Держалась Римма настолько просто, что со стороны могло казаться, будто с мужчиной этим она знакома давным-давно, и теперь бесконечно рада, что после долгого исчезновения он наконец-то объявился и что она, грозная начальница госпиталя и всех его обитателей, снова может чувствовать себя ласковой и совершенно незащищенной.
– И, наверное, чаще всех бегут на передовую, к своим, морские пехотинцы?
Скалистый берег в этом месте был очень высоким и обвально крутым. Заглянув с вершины холма, на который их вывела тропинка, вниз, старший лейтенант медицинской службы тут же боязливо подхватила комбата под руку и, не впадая в излишнюю сдержанность, прижалась щекой к его предплечью.

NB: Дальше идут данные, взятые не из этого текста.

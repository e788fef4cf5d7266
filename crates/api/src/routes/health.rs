//! Health check endpoints.

use axum::Json;
use serde::Serialize;

#[derive(Serialize)]
pub struct Health {
    pub status: String,
}

/// Plain-text liveness probe at the root.
pub async fn root() -> &'static str {
    "Skillswap API is running"
}

/// Health check endpoint.
pub async fn health() -> Json<Health> {
    Json(Health {
        status: "ok".to_string(),
    })
}
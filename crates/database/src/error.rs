//! Database error types.

use thiserror::Error;

/// Errors that can occur during database operations.
#[derive(Debug, Error)]
pub enum DatabaseError {
    /// SQLx error (connection, query, etc.)
    #[error("database error: {0}")]
    Sqlx(#[from] sqlx::Error),

    /// Migration error
    #[error("migration error: {0}")]
    Migration(#[from] sqlx::migrate::MigrateError),

    /// Record not found by id (or email, for users)
    #[error("{entity} not found: {id}")]
    NotFound { entity: &'static str, id: String },

    /// Unique constraint hit, e.g. a duplicate user email
    #[error("{entity} already exists: {id}")]
    AlreadyExists { entity: &'static str, id: String },
}

/// Result type for database operations.
pub type Result<T> = std::result::Result<T, DatabaseError>;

– Можете в этом не сомневаться: особенно морские… Народ, скажу вам, настолько же воинственный, насколько и недисциплинированный, – жаловалась она с таким возмущением, словно вычитывала родителя за проделки невоспитанного чада.
– Не знаю, как-то не замечал, – ответил Гродов, – во всяком случае, у меня в батарее никакого особого разгильдяйства за ними не водится.
– Может, потому и не водится, что с командиром вашим артиллеристам не очень-то повезло. В том смысле, что с ним не очень-то поразгильдяйствуешь.